Your instructions => For these records, count the lines containing the word "Copy" and respond with the number alone.

[Stored data entries]
____

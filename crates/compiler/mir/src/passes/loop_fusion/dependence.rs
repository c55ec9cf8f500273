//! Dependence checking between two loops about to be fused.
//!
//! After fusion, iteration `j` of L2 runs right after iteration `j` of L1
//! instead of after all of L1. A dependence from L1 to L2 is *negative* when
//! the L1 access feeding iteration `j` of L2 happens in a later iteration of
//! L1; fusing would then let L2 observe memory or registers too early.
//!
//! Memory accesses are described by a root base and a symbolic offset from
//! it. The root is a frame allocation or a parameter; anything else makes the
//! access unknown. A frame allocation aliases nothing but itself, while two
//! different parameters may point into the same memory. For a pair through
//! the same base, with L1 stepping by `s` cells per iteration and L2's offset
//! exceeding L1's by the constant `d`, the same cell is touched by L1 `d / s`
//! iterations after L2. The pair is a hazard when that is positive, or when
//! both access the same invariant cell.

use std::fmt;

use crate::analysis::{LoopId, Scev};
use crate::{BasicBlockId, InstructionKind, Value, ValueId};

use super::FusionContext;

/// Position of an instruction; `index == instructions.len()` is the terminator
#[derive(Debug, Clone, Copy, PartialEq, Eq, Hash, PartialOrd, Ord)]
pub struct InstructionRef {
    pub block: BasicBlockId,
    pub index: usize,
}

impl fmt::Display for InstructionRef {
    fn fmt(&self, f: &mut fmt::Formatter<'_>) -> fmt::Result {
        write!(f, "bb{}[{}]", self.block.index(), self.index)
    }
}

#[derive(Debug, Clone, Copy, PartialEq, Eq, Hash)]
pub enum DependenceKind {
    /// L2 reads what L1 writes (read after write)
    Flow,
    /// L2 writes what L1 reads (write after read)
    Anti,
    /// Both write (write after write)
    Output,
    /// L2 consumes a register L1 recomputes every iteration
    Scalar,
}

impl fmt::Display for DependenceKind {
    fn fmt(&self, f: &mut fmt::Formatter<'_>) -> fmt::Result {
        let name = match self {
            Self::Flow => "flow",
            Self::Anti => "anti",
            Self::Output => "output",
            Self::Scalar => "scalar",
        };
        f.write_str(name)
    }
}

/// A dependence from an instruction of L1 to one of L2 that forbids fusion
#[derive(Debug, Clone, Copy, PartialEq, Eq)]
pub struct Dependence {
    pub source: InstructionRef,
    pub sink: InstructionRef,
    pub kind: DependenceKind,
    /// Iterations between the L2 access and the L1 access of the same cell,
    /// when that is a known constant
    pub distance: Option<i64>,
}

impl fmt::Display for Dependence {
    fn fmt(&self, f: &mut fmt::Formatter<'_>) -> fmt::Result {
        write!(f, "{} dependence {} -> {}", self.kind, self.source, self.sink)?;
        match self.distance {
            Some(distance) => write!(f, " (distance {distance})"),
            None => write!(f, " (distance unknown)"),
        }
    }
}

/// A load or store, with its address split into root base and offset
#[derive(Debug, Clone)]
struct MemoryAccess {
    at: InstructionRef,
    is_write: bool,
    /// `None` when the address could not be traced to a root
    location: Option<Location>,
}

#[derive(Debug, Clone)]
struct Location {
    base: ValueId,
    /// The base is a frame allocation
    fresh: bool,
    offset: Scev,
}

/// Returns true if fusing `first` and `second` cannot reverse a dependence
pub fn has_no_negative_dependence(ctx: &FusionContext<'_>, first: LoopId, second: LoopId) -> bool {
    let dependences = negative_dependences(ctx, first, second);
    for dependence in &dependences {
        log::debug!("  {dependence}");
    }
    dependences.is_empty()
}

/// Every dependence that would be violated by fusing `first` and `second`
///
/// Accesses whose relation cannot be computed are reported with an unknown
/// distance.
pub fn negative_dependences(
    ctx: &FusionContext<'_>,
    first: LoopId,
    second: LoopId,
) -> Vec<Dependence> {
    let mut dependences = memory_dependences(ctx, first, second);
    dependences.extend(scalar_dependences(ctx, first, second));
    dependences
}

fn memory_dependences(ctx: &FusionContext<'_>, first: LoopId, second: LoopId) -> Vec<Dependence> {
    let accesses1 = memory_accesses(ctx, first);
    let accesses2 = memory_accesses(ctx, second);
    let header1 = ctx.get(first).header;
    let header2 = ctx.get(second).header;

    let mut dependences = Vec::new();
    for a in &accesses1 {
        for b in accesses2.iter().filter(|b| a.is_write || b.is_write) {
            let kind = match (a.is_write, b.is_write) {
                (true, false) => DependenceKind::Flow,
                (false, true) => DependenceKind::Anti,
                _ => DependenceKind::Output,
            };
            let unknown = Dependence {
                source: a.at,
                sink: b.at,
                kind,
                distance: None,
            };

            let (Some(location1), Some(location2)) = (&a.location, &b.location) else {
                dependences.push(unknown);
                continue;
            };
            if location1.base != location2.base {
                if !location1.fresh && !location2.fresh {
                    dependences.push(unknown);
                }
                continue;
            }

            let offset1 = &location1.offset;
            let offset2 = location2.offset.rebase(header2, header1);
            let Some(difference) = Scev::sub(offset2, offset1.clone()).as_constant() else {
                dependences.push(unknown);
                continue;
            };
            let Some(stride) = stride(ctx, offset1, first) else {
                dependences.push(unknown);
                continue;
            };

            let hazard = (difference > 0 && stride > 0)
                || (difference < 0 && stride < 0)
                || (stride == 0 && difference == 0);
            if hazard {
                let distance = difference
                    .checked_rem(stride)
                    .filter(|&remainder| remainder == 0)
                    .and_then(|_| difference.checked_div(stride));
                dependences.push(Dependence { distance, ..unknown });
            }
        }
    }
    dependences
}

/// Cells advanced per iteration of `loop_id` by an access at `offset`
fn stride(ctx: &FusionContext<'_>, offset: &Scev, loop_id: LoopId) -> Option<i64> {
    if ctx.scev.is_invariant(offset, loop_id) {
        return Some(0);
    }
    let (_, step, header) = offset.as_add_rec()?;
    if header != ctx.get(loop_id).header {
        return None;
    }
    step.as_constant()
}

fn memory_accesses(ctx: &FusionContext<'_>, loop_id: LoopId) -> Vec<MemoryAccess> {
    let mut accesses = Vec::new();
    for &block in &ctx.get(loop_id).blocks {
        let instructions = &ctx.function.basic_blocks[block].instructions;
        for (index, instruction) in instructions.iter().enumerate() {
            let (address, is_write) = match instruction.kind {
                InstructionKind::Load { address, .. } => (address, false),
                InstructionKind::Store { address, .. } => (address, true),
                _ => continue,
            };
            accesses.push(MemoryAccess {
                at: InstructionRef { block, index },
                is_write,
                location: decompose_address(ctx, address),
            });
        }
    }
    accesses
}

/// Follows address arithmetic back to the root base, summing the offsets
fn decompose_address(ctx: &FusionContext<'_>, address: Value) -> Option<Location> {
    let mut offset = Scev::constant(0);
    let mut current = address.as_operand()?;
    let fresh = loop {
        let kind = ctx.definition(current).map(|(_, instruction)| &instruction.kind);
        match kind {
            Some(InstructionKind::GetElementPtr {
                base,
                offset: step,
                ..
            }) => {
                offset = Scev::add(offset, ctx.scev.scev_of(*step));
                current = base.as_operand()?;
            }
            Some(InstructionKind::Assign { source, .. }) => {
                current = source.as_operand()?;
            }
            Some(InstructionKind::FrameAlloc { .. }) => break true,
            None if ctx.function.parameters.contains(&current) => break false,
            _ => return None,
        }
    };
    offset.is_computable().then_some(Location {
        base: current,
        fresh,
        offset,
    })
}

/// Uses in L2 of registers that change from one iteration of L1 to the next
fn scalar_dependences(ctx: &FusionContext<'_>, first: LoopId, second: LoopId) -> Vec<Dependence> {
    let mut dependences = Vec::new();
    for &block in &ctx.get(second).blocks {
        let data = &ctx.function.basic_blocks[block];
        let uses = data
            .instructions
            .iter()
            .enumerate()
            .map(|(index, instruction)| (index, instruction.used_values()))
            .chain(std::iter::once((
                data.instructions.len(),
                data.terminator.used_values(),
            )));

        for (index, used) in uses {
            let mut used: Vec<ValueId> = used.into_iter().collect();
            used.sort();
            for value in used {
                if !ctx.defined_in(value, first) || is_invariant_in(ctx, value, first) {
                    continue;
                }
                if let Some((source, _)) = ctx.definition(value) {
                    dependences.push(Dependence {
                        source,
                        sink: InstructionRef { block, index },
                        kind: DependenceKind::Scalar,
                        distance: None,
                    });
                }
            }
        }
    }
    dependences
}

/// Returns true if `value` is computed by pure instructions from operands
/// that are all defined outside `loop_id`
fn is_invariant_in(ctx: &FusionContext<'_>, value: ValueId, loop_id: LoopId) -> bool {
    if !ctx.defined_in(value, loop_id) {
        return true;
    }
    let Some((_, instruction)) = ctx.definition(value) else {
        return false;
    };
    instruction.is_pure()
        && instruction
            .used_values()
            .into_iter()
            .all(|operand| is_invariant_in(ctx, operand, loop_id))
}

____

Worked solution => 3